═══ DATA SHOWN ═══

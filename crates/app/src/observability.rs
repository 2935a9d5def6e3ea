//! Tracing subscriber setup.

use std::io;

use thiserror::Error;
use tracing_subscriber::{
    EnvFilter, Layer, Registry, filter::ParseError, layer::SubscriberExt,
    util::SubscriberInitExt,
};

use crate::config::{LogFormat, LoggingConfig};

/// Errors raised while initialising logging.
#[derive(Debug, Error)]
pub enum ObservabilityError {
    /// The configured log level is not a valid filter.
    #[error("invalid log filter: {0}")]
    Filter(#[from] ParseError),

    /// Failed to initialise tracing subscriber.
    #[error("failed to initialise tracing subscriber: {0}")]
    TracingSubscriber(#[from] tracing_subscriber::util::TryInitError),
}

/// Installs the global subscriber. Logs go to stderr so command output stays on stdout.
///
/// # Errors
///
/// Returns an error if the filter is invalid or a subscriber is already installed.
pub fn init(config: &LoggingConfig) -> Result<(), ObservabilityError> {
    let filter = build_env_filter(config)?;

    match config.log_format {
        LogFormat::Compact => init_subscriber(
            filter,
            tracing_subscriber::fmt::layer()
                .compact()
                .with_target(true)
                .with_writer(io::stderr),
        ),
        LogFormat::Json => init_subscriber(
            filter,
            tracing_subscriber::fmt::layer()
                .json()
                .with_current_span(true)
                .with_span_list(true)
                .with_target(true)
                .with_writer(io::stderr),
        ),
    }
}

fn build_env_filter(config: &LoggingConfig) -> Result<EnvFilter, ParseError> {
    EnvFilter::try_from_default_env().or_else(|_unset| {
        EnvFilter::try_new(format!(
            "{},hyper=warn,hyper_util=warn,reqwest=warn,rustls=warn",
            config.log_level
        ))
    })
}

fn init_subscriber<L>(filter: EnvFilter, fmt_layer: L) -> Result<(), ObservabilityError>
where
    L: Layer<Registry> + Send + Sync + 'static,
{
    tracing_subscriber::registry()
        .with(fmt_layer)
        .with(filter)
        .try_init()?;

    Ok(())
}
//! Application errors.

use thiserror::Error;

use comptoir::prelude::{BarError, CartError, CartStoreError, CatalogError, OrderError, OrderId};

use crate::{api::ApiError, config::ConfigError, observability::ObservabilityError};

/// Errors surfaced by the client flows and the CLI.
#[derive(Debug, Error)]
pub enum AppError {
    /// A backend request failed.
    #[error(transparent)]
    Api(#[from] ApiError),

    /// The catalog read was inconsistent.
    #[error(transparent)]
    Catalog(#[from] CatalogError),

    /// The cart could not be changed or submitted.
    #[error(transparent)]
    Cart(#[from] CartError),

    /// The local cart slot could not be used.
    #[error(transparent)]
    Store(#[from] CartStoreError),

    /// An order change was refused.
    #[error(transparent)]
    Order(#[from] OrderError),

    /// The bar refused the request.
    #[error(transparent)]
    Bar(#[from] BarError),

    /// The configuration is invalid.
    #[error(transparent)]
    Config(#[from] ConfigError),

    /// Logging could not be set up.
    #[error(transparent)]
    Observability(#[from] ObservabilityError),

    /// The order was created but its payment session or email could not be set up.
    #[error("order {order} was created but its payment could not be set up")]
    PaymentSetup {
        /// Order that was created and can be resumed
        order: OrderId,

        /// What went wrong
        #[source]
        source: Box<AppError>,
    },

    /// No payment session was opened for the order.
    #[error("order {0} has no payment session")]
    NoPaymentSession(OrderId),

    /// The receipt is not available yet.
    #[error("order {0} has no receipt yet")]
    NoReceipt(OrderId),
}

═══
═══ DATA SHOWN ═══

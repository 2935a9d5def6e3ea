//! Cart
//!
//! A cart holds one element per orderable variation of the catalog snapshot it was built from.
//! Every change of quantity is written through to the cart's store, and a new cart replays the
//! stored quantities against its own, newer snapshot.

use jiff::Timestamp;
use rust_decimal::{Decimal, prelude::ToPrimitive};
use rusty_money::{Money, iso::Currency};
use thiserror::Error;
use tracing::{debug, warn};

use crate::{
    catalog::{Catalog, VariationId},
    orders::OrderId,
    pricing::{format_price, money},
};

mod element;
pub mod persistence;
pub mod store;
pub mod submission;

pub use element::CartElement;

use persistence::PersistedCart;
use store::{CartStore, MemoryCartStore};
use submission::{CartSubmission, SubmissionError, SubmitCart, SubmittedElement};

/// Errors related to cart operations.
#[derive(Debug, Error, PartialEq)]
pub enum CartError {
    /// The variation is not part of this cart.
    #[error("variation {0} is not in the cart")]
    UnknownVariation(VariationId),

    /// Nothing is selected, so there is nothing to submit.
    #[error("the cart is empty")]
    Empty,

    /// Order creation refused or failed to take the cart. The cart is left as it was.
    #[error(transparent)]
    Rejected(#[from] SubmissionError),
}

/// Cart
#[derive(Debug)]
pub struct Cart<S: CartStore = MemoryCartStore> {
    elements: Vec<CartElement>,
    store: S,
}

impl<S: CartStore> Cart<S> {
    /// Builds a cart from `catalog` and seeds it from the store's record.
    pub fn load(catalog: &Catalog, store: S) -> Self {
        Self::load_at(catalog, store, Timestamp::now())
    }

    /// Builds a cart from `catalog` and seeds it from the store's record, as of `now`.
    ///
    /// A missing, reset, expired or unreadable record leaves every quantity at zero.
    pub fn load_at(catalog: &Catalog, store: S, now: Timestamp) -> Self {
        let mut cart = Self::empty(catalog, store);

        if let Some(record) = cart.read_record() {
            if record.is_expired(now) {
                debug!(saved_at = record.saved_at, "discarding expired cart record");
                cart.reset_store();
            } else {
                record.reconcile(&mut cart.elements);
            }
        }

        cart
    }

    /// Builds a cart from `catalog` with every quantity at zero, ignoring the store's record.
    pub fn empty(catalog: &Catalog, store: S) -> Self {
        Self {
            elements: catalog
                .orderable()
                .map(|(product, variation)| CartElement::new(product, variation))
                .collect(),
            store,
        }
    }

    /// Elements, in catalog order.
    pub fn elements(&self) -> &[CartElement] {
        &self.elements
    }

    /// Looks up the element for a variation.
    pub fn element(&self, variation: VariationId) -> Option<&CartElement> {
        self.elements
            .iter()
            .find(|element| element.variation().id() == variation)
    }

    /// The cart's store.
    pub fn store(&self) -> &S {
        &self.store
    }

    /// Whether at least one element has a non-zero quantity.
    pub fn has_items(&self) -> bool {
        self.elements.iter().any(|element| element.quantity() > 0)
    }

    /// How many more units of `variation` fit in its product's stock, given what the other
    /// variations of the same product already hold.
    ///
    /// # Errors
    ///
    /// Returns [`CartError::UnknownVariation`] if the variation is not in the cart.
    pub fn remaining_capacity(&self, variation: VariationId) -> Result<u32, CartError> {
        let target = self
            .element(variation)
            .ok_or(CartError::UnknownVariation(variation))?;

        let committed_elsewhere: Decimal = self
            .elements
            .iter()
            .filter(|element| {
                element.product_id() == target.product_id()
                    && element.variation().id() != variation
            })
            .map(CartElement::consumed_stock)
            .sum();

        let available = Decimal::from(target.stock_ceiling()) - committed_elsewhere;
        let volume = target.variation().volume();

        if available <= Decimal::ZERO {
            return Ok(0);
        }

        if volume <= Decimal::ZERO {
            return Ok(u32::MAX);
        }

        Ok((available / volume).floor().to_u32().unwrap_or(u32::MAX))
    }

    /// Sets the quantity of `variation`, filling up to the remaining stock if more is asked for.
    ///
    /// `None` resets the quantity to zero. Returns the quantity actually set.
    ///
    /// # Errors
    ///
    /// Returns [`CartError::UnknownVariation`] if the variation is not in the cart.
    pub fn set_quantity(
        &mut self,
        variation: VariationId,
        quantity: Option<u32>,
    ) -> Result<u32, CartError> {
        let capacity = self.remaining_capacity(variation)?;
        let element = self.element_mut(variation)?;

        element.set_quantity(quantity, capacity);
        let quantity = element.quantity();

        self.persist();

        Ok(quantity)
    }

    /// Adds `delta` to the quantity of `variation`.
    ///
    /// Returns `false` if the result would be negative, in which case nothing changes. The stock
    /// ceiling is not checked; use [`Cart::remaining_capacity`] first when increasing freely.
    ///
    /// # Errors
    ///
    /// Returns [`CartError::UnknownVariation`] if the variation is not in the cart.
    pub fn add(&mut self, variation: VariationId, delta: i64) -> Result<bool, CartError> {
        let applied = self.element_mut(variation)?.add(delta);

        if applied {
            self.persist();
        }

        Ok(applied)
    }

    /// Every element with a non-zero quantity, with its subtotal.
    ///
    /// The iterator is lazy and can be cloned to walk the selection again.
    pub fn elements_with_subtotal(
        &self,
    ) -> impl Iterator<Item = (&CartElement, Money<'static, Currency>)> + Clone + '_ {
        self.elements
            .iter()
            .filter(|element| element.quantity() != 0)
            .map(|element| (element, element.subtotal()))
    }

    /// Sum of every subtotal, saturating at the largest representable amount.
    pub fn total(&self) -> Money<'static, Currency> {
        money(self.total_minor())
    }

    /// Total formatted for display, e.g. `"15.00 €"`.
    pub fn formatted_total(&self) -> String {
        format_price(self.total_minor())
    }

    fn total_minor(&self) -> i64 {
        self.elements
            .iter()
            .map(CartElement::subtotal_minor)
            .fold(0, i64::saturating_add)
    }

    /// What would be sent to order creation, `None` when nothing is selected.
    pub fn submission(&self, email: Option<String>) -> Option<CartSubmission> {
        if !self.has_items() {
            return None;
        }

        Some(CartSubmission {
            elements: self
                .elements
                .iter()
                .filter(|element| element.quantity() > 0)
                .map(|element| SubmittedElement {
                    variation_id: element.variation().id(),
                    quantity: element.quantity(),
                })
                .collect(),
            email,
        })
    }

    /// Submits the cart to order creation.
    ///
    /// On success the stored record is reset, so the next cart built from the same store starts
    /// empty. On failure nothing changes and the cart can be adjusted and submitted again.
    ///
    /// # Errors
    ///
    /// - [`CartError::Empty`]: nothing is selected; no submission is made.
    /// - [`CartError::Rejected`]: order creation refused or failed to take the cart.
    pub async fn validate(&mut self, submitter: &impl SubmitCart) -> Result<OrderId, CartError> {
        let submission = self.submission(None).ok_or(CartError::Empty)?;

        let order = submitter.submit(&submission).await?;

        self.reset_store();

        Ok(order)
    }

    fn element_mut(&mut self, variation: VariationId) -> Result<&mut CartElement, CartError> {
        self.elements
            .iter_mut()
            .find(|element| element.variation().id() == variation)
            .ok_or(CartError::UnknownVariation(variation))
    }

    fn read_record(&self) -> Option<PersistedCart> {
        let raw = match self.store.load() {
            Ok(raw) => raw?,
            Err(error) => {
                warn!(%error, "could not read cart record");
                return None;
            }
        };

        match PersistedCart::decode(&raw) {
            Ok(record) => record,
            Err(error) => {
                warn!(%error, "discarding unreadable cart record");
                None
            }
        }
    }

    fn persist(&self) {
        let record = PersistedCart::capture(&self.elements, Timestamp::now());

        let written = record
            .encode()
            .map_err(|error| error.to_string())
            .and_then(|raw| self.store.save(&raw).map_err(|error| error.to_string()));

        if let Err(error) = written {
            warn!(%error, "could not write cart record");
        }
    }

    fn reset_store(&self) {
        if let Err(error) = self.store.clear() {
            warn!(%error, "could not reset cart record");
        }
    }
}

═══

**WHAT THE TASK ASKS:**
All that belongs in the answer is the run of lines above from the line containing "filename crates/app/src/observability.rs" through the line containing "initialise tracing subscriber.", exactly as written.

**RESPONSE TO THIS TASK:**
filename crates/app/src/observability.rs
repository 2935a9d5def6e3ea
//! Tracing subscriber setup.

use std::io;

use thiserror::Error;
use tracing_subscriber::{
    EnvFilter, Layer, Registry, filter::ParseError, layer::SubscriberExt,
    util::SubscriberInitExt,
};

use crate::config::{LogFormat, LoggingConfig};

/// Errors raised while initialising logging.
#[derive(Debug, Error)]
pub enum ObservabilityError {
    /// The configured log level is not a valid filter.
    #[error("invalid log filter: {0}")]
    Filter(#[from] ParseError),

    /// Failed to initialise tracing subscriber.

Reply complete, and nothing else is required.